Coherent modules and cohomology group Let $k$ be a field, $S=k[T_0,\ldots,T_r]$, $\mathbb P=\mathbb P_k^r=\operatorname{Proj}S$ and $O$ the structure sheaf of $\mathbb P$. Let $\mathscr F$ be a coherent $O$-module. Why do the is an integer $n_0$ such that for every $i>0,n\geq n_0$ we have that
$$H^i(\mathbb P(\mathscr F(N)))=0?$$
 A: This is exactly Serre vanishing. For an example of a reference, Ravi Vakil proves it as Theorem 18.1.4 here: http://math.stanford.edu/~vakil/216blog/FOAGjun1113public.pdf. 
The outline is to use the fact that $\mathscr{O}(1)$ is ample to find a surjection $\mathscr{O}(m)^n\rightarrow \mathscr{F}$ and apply the long exact sequence in cohomology to $0\rightarrow \mathscr{G}\rightarrow \mathscr{O}(m)^n\rightarrow\mathscr{F}\rightarrow 0$, where $\mathscr{G}$ is the kernel. 

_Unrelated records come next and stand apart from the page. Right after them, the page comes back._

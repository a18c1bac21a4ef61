//! JSON query expressions
//!
//! A JSONata-compatible subset used for subscription `extract` rules and
//! `filter` conditions. Expressions are compiled once into an AST and
//! evaluated against `serde_json::Value` input.
//!
//! Evaluation returns `Ok(None)` when the result is undefined (for example a
//! path that does not exist in the input), which callers treat differently
//! from an explicit `null`.

mod cache;
mod eval;
mod functions;
mod lexer;
mod parser;

pub use cache::ExpressionCache;

use serde_json::Value;
use thiserror::Error;

/// Expression compilation and evaluation errors
#[derive(Debug, Clone, Error, PartialEq)]
pub enum ExpressionError {
    #[error("syntax error at position {position}: {message}")]
    Syntax { position: usize, message: String },

    #[error("evaluation error: {0}")]
    Evaluation(String),

    /// Returned for sources whose compilation already failed once
    #[error("invalid expression: {0}")]
    Invalid(String),
}

impl ExpressionError {
    pub(crate) fn syntax<S: Into<String>>(position: usize, message: S) -> Self {
        Self::Syntax {
            position,
            message: message.into(),
        }
    }

    pub(crate) fn evaluation<S: Into<String>>(message: S) -> Self {
        Self::Evaluation(message.into())
    }
}

/// A compiled expression
#[derive(Debug, Clone)]
pub struct Expression {
    source: String,
    ast: parser::Node,
}

impl Expression {
    /// Parse `source` into an executable expression
    pub fn compile(source: &str) -> Result<Self, ExpressionError> {
        Ok(Self {
            source: source.to_string(),
            ast: parser::parse(source)?,
        })
    }

    pub fn source(&self) -> &str {
        &self.source
    }

    /// Evaluate against `input`, which is also the `$$` root
    pub fn evaluate(&self, input: &Value) -> Result<Option<Value>, ExpressionError> {
        eval::evaluate(&self.ast, Some(input), input)
    }
}
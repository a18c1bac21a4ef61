use super::Subscription;
use crate::template::{TemplateCache, TemplateError};
use serde_json::{Map, Value};
use std::fmt;
use thiserror::Error;

/// Subscription property that failed to hydrate
#[derive(Debug, Clone, PartialEq, Eq)]
pub enum HydrationField {
    Name,
    Topic,
    Filter,
    BodyTemplate,
    Method,
    Url,
    Header(String),
}

impl fmt::Display for HydrationField {
    fn fmt(&self, f: &mut fmt::Formatter<'_>) -> fmt::Result {
        match self {
            HydrationField::Name => f.write_str("name"),
            HydrationField::Topic => f.write_str("topic"),
            HydrationField::Filter => f.write_str("filter"),
            HydrationField::BodyTemplate => f.write_str("body template"),
            HydrationField::Method => f.write_str("method"),
            HydrationField::Url => f.write_str("url"),
            HydrationField::Header(key) => write!(f, "header {key}"),
        }
    }
}

#[derive(Debug, Clone, Error, PartialEq)]
#[error("unable to hydrate templated subscription property {field}: {source}")]
pub struct HydrationError {
    pub field: HydrationField,
    #[source]
    pub source: TemplateError,
}

/// Render every templated field of `subscription` against `params`.
///
/// `params["tpl"]` is set to the subscription's template parameters. The
/// input is left untouched and a hydrated copy is returned.
pub fn apply_placeholders(
    templates: &TemplateCache,
    subscription: &Subscription,
    params: &Map<String, Value>,
) -> Result<Subscription, HydrationError> {
    let mut bag = params.clone();
    bag.insert(
        "tpl".to_string(),
        Value::Object(subscription.template_parameters.clone()),
    );
    let bag = Value::Object(bag);

    let render = |field: HydrationField, source: &str| {
        templates
            .render_inline(source, &bag)
            .map_err(|source| HydrationError { field, source })
    };

    let mut hydrated = subscription.clone();
    hydrated.name = render(HydrationField::Name, &subscription.name)?;
    hydrated.topic = render(HydrationField::Topic, &subscription.topic)?;
    hydrated.filter = render(HydrationField::Filter, &subscription.filter)?;
    hydrated.body_template = render(HydrationField::BodyTemplate, &subscription.body_template)?;
    hydrated.method = render(HydrationField::Method, &subscription.method)?;
    hydrated.url = render(HydrationField::Url, &subscription.url)?;
    for (key, value) in hydrated.headers.iter_mut() {
        *value = render(HydrationField::Header(key.clone()), &subscription.headers[key])?;
    }

    Ok(hydrated)
}
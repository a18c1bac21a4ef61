//! Development data seeding

use crate::error::BridgeResult;
use crate::subscription::{Subscription, SubscriptionService};
use std::collections::BTreeMap;
use tracing::info;

/// Wipe the store and load a small known data set
pub async fn populate_data_store(service: &SubscriptionService) -> BridgeResult<Subscription> {
    service.reset().await?;

    let sub = service.add_subscription(shortcut_button()).await?;
    info!(subscription_id = %sub.id, "Added development subscription");

    service.set_global_parameter("authToken", "abcdef").await?;
    Ok(sub)
}

fn shortcut_button() -> Subscription {
    Subscription {
        name: "Shortcut Button 001".to_string(),
        topic: "zigbee2mqtt/shortcut-button-001".to_string(),
        extract: BTreeMap::from([
            ("action".to_string(), "action".to_string()),
            ("battery".to_string(), "battery".to_string()),
        ]),
        filter: "extract.action = '1_short_release'".to_string(),
        method: "PATCH".to_string(),
        url: "https://straight-application-12.webhook.cool".to_string(),
        headers: BTreeMap::from([
            (
                "Authorization".to_string(),
                "Bearer {{ global.authToken }}".to_string(),
            ),
            ("Content-Type".to_string(), "application/json".to_string()),
        ]),
        body_template: r#"{"action":"{{extract.action}}","battery":"{{extract.battery}}"}"#
            .to_string(),
        ..Default::default()
    }
}

#[cfg(test)]
mod tests {
    use super::*;
    use crate::store::MemoryStore;
    use crate::template::TemplateCache;
    use std::sync::Arc;

    #[tokio::test]
    async fn test_populate_replaces_existing_data() {
        let service = SubscriptionService::new(
            Arc::new(MemoryStore::new()),
            Arc::new(TemplateCache::new()),
        );
        service
            .add_subscription(Subscription {
                name: "old".into(),
                ..Default::default()
            })
            .await
            .unwrap();

        let seeded = populate_data_store(&service).await.unwrap();

        let subs = service.get_subscriptions().await.unwrap();
        assert_eq!(subs.len(), 1);
        assert_eq!(subs[0].id, seeded.id);
        assert_eq!(subs[0].name, "Shortcut Button 001");
        assert_eq!(
            service.get_global_parameters().await.unwrap()["authToken"],
            "abcdef"
        );
    }
}
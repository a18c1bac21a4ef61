//! Text templates for subscription fields and webhook bodies
//!
//! Sources use `{{ dotted.path }}` placeholders. Rendering is two-pass:
//! placeholders are first resolved against the data (missing paths are
//! injected with their own placeholder text), then the rewritten source is
//! executed by the template engine. Only syntax errors fail a render.
//!
//! ```
//! use mqtt_http_bridge::template::TemplateCache;
//! use serde_json::json;
//!
//! let cache = TemplateCache::new();
//! let out = cache
//!     .render_inline("{{ meta.topic }} {{ global.unset }}", &json!({"meta": {"topic": "a/b"}}))
//!     .unwrap();
//! assert_eq!(out, "a/b {{ global.unset }}");
//! ```

mod cache;
mod inline;

pub use cache::TemplateCache;

use serde_json::Value;
use thiserror::Error;

#[derive(Debug, Clone, Error, PartialEq, Eq)]
pub enum TemplateError {
    #[error("template syntax error: {0}")]
    Syntax(String),

    #[error("template render error: {0}")]
    Render(String),
}

/// Render `source` against `params` with a throwaway cache
pub fn render_inline(source: &str, params: &Value) -> Result<String, TemplateError> {
    TemplateCache::new().render_inline(source, params)
}

/// Whether `source` contains any placeholder or block syntax
pub fn has_template_syntax(source: &str) -> bool {
    inline::has_template_syntax(source)
}

/// Check that `source` would compile, without rendering it
pub fn validate_template(source: &str) -> Result<(), TemplateError> {
    if !inline::has_template_syntax(source) {
        return Ok(());
    }
    let prepared = inline::prepare(source, &Value::Object(Default::default()));
    let env = cache::build_environment();
    env.template_from_str(&prepared.source)
        .map(|_| ())
        .map_err(|e| TemplateError::Syntax(e.to_string()))
}
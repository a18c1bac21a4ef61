//! Recent inbound MQTT traffic, replayed and streamed to API clients
//!
//! Every message the processor receives is stamped with a global sequence
//! number and kept in a bounded per-broker history. Live subscribers receive
//! new entries through a broadcast channel.

use crate::processor::InboundMessage;
use serde::Serialize;
use std::collections::{HashMap, VecDeque};
use std::sync::Mutex;
use tokio::sync::broadcast;

/// Entries kept per broker connection
pub const DEFAULT_HISTORY_SIZE: usize = 50;

const CHANNEL_CAPACITY: usize = 256;

#[derive(Debug, Clone, PartialEq, Eq, Serialize)]
pub struct LogEntry {
    /// Broker connection the message arrived on
    pub server: String,
    pub topic: String,
    pub payload: String,
    pub sequence: u64,
}

#[derive(Debug, Default)]
struct LogState {
    sequence: u64,
    history: HashMap<String, VecDeque<LogEntry>>,
}

#[derive(Debug)]
pub struct MessageLog {
    state: Mutex<LogState>,
    history_size: usize,
    tx: broadcast::Sender<LogEntry>,
}

impl Default for MessageLog {
    fn default() -> Self {
        Self::new(DEFAULT_HISTORY_SIZE)
    }
}

impl MessageLog {
    pub fn new(history_size: usize) -> Self {
        let (tx, _) = broadcast::channel(CHANNEL_CAPACITY);
        Self {
            state: Mutex::new(LogState::default()),
            history_size,
            tx,
        }
    }

    /// Append `message` to its broker's history and notify live subscribers
    pub fn record(&self, message: &InboundMessage) -> LogEntry {
        let mut state = self.state.lock().unwrap_or_else(|e| e.into_inner());
        state.sequence += 1;

        let entry = LogEntry {
            server: message.client.clone(),
            topic: message.topic.clone(),
            payload: String::from_utf8_lossy(&message.payload).into_owned(),
            sequence: state.sequence,
        };

        let history = state.history.entry(entry.server.clone()).or_default();
        history.push_back(entry.clone());
        while history.len() > self.history_size {
            history.pop_front();
        }

        // Sent under the lock so a concurrent subscribe sees each entry once
        let _ = self.tx.send(entry.clone());
        entry
    }

    /// Retained entries newer than `last_seen`, oldest first, plus a
    /// receiver for everything recorded afterwards
    pub fn subscribe(&self, last_seen: u64) -> (Vec<LogEntry>, broadcast::Receiver<LogEntry>) {
        let state = self.state.lock().unwrap_or_else(|e| e.into_inner());

        let mut backlog: Vec<LogEntry> = state
            .history
            .values()
            .flatten()
            .filter(|entry| entry.sequence > last_seen)
            .cloned()
            .collect();
        backlog.sort_by_key(|entry| entry.sequence);

        (backlog, self.tx.subscribe())
    }
}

It isn't true that the $r^{th}$ cohomology of $\mathscr{O}(m)^n$ is trivial, but you can twist the exact sequence by $\mathscr{O}(N)$ for $N>m$ to find $H^r(\mathscr{F}(N))=0$ for $N>m$. So $H^r(\mathscr{F}(N))=0$ for $N>>0$ for all $\mathscr{F}$. 

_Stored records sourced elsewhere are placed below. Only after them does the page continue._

//! mqtt-http-bridge - Main Entry Point
//!
//! Listens on the configured MQTT brokers and forwards matching messages to
//! HTTP webhooks. Subscriptions are managed through the HTTP API.

use clap::{Parser, Subcommand};
use mqtt_http_bridge::api;
use mqtt_http_bridge::bootstrap::populate_data_store;
use mqtt_http_bridge::config::{BridgeConfig, StorageDriver};
use mqtt_http_bridge::expression::ExpressionCache;
use mqtt_http_bridge::message_log::MessageLog;
use mqtt_http_bridge::observability::init_default_logging;
use mqtt_http_bridge::processor::Processor;
use mqtt_http_bridge::publisher::HttpPublisher;
use mqtt_http_bridge::store::{FileStore, MemoryStore, Store};
use mqtt_http_bridge::subscription::SubscriptionService;
use mqtt_http_bridge::template::TemplateCache;
use mqtt_http_bridge::transport::mqtt::spawn_listeners;
use std::net::SocketAddr;
use std::path::PathBuf;
use std::process;
use std::sync::Arc;
use tokio::signal;
use tokio::sync::watch;
use tokio::task::JoinHandle;
use tracing::{error, info, warn};

const DEFAULT_CONFIG_PATHS: [&str; 2] = ["bridge.toml", "config/bridge.toml"];

/// Forward MQTT messages to HTTP webhooks
#[derive(Parser)]
#[command(name = "mqtt-http-bridge")]
#[command(about = "Forward MQTT messages to HTTP webhooks through templated subscriptions")]
#[command(version)]
struct Cli {
    /// Configuration file path
    #[arg(short, long, value_name = "FILE", env = "CONFIG_FILE")]
    config: Option<PathBuf>,

    #[command(subcommand)]
    command: Option<Commands>,
}

#[derive(Subcommand)]
enum Commands {
    /// Run the bridge (default)
    Run,
    /// Validate the configuration
    Config {
        /// Print the effective configuration
        #[arg(long)]
        show: bool,
    },
}

#[tokio::main]
async fn main() {
    let cli = Cli::parse();

    init_default_logging();

    info!("Starting mqtt-http-bridge v{}", env!("CARGO_PKG_VERSION"));

    let config = match load_configuration(cli.config.as_ref()) {
        Ok(config) => config,
        Err(e) => {
            error!("Failed to load configuration: {}", e);
            process::exit(1);
        }
    };

    let result = match cli.command.unwrap_or(Commands::Run) {
        Commands::Run => run_bridge(config).await,
        Commands::Config { show } => handle_config_command(&config, show),
    };

    if let Err(e) = result {
        error!("Command failed: {}", e);
        process::exit(1);
    }

    info!("Application shutdown complete");
}

fn load_configuration(
    config_path: Option<&PathBuf>,
) -> Result<BridgeConfig, Box<dyn std::error::Error>> {
    if let Some(path) = config_path {
        info!("Loading configuration from: {}", path.display());
        return Ok(BridgeConfig::load_from_file(path)?);
    }

    for path_str in DEFAULT_CONFIG_PATHS {
        let path = PathBuf::from(path_str);
        if path.exists() {
            info!("Loading configuration from: {}", path.display());
            return Ok(BridgeConfig::load_from_file(&path)?);
        }
    }

    Err("No configuration file found. Provide one with -c/--config or create bridge.toml".into())
}

/// Open the configured store; the file store also gets its reload task
async fn build_store(
    config: &BridgeConfig,
    shutdown: &watch::Receiver<bool>,
) -> Result<(Arc<dyn Store>, Option<JoinHandle<()>>), Box<dyn std::error::Error>> {
    match config.storage.driver {
        StorageDriver::Memory => {
            info!("Using in-memory store");
            let store: Arc<dyn Store> = Arc::new(MemoryStore::new());
            Ok((store, None))
        }
        StorageDriver::File => {
            let store = FileStore::open(&config.storage.file).await?;
            let reload = store.spawn_reload(config.storage.reload_interval(), shutdown.clone());
            let store: Arc<dyn Store> = store;
            Ok((store, Some(reload)))
        }
    }
}

async fn run_bridge(config: BridgeConfig) -> Result<(), Box<dyn std::error::Error>> {
    let (shutdown_tx, shutdown_rx) = watch::channel(false);

    let (store, reload_task) = build_store(&config, &shutdown_rx).await?;
    let service = Arc::new(SubscriptionService::new(
        store,
        Arc::new(TemplateCache::new()),
    ));

    if config.is_development() && config.app.prepare_data {
        let seeded = populate_data_store(&service).await?;
        info!(subscription_id = %seeded.id, "Development data prepared");
    } else if config.app.prepare_data {
        warn!("prepare_data is ignored outside the dev environment");
    }

    let publisher = Arc::new(HttpPublisher::start(&config.publisher, shutdown_rx.clone())?);
    let message_log = Arc::new(MessageLog::default());
    let processor = Arc::new(
        Processor::new(
            Arc::clone(&service),
            publisher.clone(),
            Arc::new(ExpressionCache::new()),
        )
        .with_message_log(Arc::clone(&message_log)),
    );

    let listeners = spawn_listeners(&config.brokers, &processor, &shutdown_rx)?;
    if listeners.is_empty() {
        warn!("No brokers configured; only the HTTP API is running");
    }

    let addr: SocketAddr =
        format!("{}:{}", config.server.bind_address, config.server.port).parse()?;
    let (_, api_task) = api::spawn_server(
        Arc::clone(&service),
        message_log,
        addr,
        shutdown_rx.clone(),
    )?;

    let mut sigint = signal::unix::signal(signal::unix::SignalKind::interrupt())?;
    let mut sigterm = signal::unix::signal(signal::unix::SignalKind::terminate())?;

    info!(brokers = listeners.len(), "Bridge is running");

    tokio::select! {
        _ = sigint.recv() => {
            info!("Received SIGINT, shutting down gracefully...");
        }
        _ = sigterm.recv() => {
            info!("Received SIGTERM, shutting down gracefully...");
        }
    }

    shutdown_tx.send(true)?;

    for listener in listeners {
        if let Err(e) = listener.await {
            error!("MQTT listener task failed: {}", e);
        }
    }
    publisher.join().await;
    if let Err(e) = api_task.await {
        error!("API server task failed: {}", e);
    }
    if let Some(reload) = reload_task {
        if let Err(e) = reload.await {
            error!("Store reload task failed: {}", e);
        }
    }

    Ok(())
}

fn handle_config_command(
    config: &BridgeConfig,
    show: bool,
) -> Result<(), Box<dyn std::error::Error>> {
    if show {
        println!("Current configuration:");
        println!("{}", toml::to_string_pretty(config)?);
    }

    info!("Configuration validation complete");
    Ok(())
}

Then, we look at what the long exact sequence tells us about $H^{r-1}(\mathscr{F}(N))$. We find that, if $N$ is large enough so that $H^r(\mathscr{G}(N))$ also vanishes, then $H^{r-1}(\mathscr{F}(N))=0$. Continue the process. 

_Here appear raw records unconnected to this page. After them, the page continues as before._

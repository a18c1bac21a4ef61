//! `/api/v1/mqtt`: websocket feed of inbound MQTT messages
//!
//! On connect the client receives the retained history newer than the
//! `last_seen_sequence` query parameter, then every new message as it
//! arrives. Each frame is one JSON [`LogEntry`].

use super::handlers::error_reply;
use crate::message_log::{LogEntry, MessageLog};
use futures::{SinkExt, StreamExt};
use std::convert::Infallible;
use std::sync::Arc;
use tokio::sync::broadcast::error::RecvError;
use tracing::{debug, warn};
use warp::http::StatusCode;
use warp::reply::{Reply, Response};
use warp::ws::{Message, WebSocket, Ws};

/// `last_seen_sequence` from the query string; absent or unparseable
/// values replay everything
fn last_seen_sequence(query: &str) -> u64 {
    url::form_urlencoded::parse(query.as_bytes())
        .find(|(key, _)| key == "last_seen_sequence")
        .and_then(|(_, value)| value.parse().ok())
        .unwrap_or(0)
}

pub async fn upgrade(ws: Ws, query: String, log: Arc<MessageLog>) -> Result<Response, Infallible> {
    let last_seen = last_seen_sequence(&query);

    Ok(ws
        .on_upgrade(move |socket| stream_messages(socket, log, last_seen))
        .into_response())
}

pub async fn not_a_websocket() -> Result<Response, Infallible> {
    Ok(error_reply(
        StatusCode::BAD_REQUEST,
        vec!["Endpoint only supports Websocket".to_string()],
    ))
}

async fn stream_messages(socket: WebSocket, log: Arc<MessageLog>, last_seen: u64) {
    let (mut sink, mut incoming) = socket.split();
    let (backlog, mut live) = log.subscribe(last_seen);
    debug!(replayed = backlog.len(), last_seen, "MQTT log client connected");

    for entry in &backlog {
        if send(&mut sink, entry).await.is_err() {
            return;
        }
    }

    loop {
        tokio::select! {
            event = live.recv() => match event {
                Ok(entry) => {
                    if send(&mut sink, &entry).await.is_err() {
                        break;
                    }
                }
                Err(RecvError::Lagged(skipped)) => {
                    warn!(skipped, "MQTT log client fell behind");
                }
                Err(RecvError::Closed) => break,
            },
            frame = incoming.next() => match frame {
                Some(Ok(message)) if message.is_close() => break,
                Some(Ok(_)) => {}
                Some(Err(_)) | None => break,
            },
        }
    }

    debug!("MQTT log client disconnected");
}

async fn send<S>(sink: &mut S, entry: &LogEntry) -> Result<(), ()>
where
    S: futures::Sink<Message> + Unpin,
{
    let text = serde_json::to_string(entry).map_err(|_| ())?;
    sink.send(Message::text(text)).await.map_err(|_| ())
}
//! Content-addressed keys for the compilation caches

use sha2::{Digest, Sha256};

/// Hex-encoded SHA-256 of the source text
pub fn content_hash(source: &str) -> String {
    let mut hasher = Sha256::new();
    hasher.update(source.as_bytes());
    hex::encode(hasher.finalize())
}

#[cfg(test)]
mod tests {
    use super::*;

    #[test]
    fn test_content_hash_deterministic() {
        assert_eq!(content_hash("extract.v = true"), content_hash("extract.v = true"));
        assert_ne!(content_hash("a"), content_hash("b"));
    }

    #[test]
    fn test_content_hash_of_empty_string() {
        assert_eq!(
            content_hash(""),
            "e3b0c44298fc1c149afbf4c8996fb92427ae41e4649b934ca495991b7852b855"
        );
    }
}
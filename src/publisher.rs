//! Webhook dispatch
//!
//! [`HttpPublisher`] is a bounded job queue drained by a fixed pool of
//! workers. Each worker owns its own HTTP client. Dispatch failures are
//! logged and counted, never retried and never reported to the caller.

use crate::config::PublisherSection;
use crate::error::{BridgeError, BridgeResult};
use crate::observability::metrics::metrics;
use crate::subscription::Subscription;
use async_trait::async_trait;
use bytes::Bytes;
use reqwest::{Method, StatusCode};
use std::sync::Arc;
use std::time::{Duration, Instant};
use thiserror::Error;
use tokio::sync::{mpsc, watch, Mutex};
use tokio::task::JoinHandle;
use tracing::{debug, info, warn};
use url::Url;

pub const SUBSCRIPTION_ID_HEADER: &str = "Subscription-ID";
pub const SUBSCRIPTION_NAME_HEADER: &str = "Subscription-Name";

/// Sink for rendered webhook bodies
#[async_trait]
pub trait Publisher: Send + Sync {
    /// Queue `body` for delivery to `subscription`. Returns once the job is
    /// queued, not when it is delivered.
    async fn publish(&self, body: Bytes, subscription: Subscription);
}

/// One queued webhook call
#[derive(Debug, Clone)]
pub struct PublishJob {
    pub body: Bytes,
    pub subscription: Subscription,
}

#[derive(Debug, Error)]
pub enum DispatchError {
    #[error("invalid HTTP method '{0}'")]
    InvalidMethod(String),

    #[error("invalid URL '{url}': {source}")]
    InvalidUrl {
        url: String,
        #[source]
        source: url::ParseError,
    },

    #[error("request failed: {0}")]
    Transport(#[from] reqwest::Error),
}

/// Worker pool delivering webhooks over HTTP
pub struct HttpPublisher {
    jobs: mpsc::Sender<PublishJob>,
    workers: Mutex<Vec<JoinHandle<()>>>,
}

impl HttpPublisher {
    /// Start `config.workers` workers that run until `shutdown` flips to true
    pub fn start(config: &PublisherSection, shutdown: watch::Receiver<bool>) -> BridgeResult<Self> {
        let (tx, rx) = mpsc::channel(config.queue_size);
        let rx = Arc::new(Mutex::new(rx));

        let mut workers = Vec::with_capacity(config.workers);
        for worker_id in 0..config.workers {
            let client = build_client(config.request_timeout())?;
            workers.push(tokio::spawn(run_worker(
                worker_id,
                client,
                Arc::clone(&rx),
                shutdown.clone(),
            )));
        }

        info!(
            workers = config.workers,
            queue_size = config.queue_size,
            "Webhook publisher started"
        );

        Ok(Self {
            jobs: tx,
            workers: Mutex::new(workers),
        })
    }

    /// Wait for every worker to exit
    pub async fn join(&self) {
        let workers: Vec<_> = self.workers.lock().await.drain(..).collect();
        for worker in workers {
            if let Err(e) = worker.await {
                warn!(error = %e, "Publisher worker panicked");
            }
        }
    }
}

#[async_trait]
impl Publisher for HttpPublisher {
    async fn publish(&self, body: Bytes, subscription: Subscription) {
        let subscription_id = subscription.id.clone();
        // Blocks while the queue is full
        match self.jobs.send(PublishJob { body, subscription }).await {
            Ok(()) => metrics().webhook_queued(),
            Err(_) => warn!(
                subscription_id = %subscription_id,
                "Publisher is shut down, dropping webhook"
            ),
        }
    }
}

fn build_client(timeout: Option<Duration>) -> BridgeResult<reqwest::Client> {
    let mut builder = reqwest::Client::builder();
    if let Some(timeout) = timeout {
        builder = builder.timeout(timeout);
    }
    builder
        .build()
        .map_err(|e| BridgeError::internal(format!("failed to build HTTP client: {e}")))
}

async fn run_worker(
    worker_id: usize,
    client: reqwest::Client,
    jobs: Arc<Mutex<mpsc::Receiver<PublishJob>>>,
    mut shutdown: watch::Receiver<bool>,
) {
    debug!(worker_id, "Publisher worker started");

    loop {
        if *shutdown.borrow() {
            break;
        }

        let job = tokio::select! {
            changed = shutdown.changed() => {
                if changed.is_err() || *shutdown.borrow() {
                    break;
                }
                continue;
            }
            job = next_job(&jobs) => job,
        };

        let Some(job) = job else {
            break;
        };
        deliver(&client, &job).await;
    }

    debug!(worker_id, "Publisher worker stopped");
}

async fn next_job(jobs: &Mutex<mpsc::Receiver<PublishJob>>) -> Option<PublishJob> {
    jobs.lock().await.recv().await
}

async fn deliver(client: &reqwest::Client, job: &PublishJob) {
    let sub = &job.subscription;
    debug!(
        subscription_id = %sub.id,
        method = %sub.method,
        url = %sub.url,
        body = %String::from_utf8_lossy(&job.body),
        "Publishing message to subscription"
    );

    let started = Instant::now();
    match send_webhook(client, job).await {
        Ok(status) if status.is_success() => {
            metrics().webhook_completed(started.elapsed(), true);
            debug!(subscription_id = %sub.id, status = status.as_u16(), "Webhook delivered");
        }
        Ok(status) => {
            metrics().webhook_completed(started.elapsed(), false);
            warn!(
                subscription_id = %sub.id,
                status = status.as_u16(),
                "Unexpected status code publishing message to subscription"
            );
        }
        Err(e) => {
            metrics().webhook_failed();
            warn!(subscription_id = %sub.id, error = %e, "Error publishing message to subscription");
        }
    }
}

/// Send one webhook and return the response status
pub async fn send_webhook(
    client: &reqwest::Client,
    job: &PublishJob,
) -> Result<StatusCode, DispatchError> {
    let sub = &job.subscription;

    let method = Method::from_bytes(sub.method.as_bytes())
        .map_err(|_| DispatchError::InvalidMethod(sub.method.clone()))?;
    let url = Url::parse(&sub.url).map_err(|source| DispatchError::InvalidUrl {
        url: sub.url.clone(),
        source,
    })?;

    let mut request = client.request(method, url);
    for (name, value) in &sub.headers {
        request = request.header(name.as_str(), value.as_str());
    }
    let response = request
        .header(SUBSCRIPTION_ID_HEADER, sub.id.as_str())
        .header(SUBSCRIPTION_NAME_HEADER, sub.name.as_str())
        .body(job.body.clone())
        .send()
        .await?;

    Ok(response.status())
}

The reason why we don't also get that $H^{0}(\mathscr{F}(N))=0$ for $N>>0$ is because $H^{0}(\mathscr{O}(m+N))\neq 0$ for $N$ large (while the higher cohomology vanishes). 
Anyways, I think I've basically written what's in the notes, but less well than Vakil, so it's better to look there.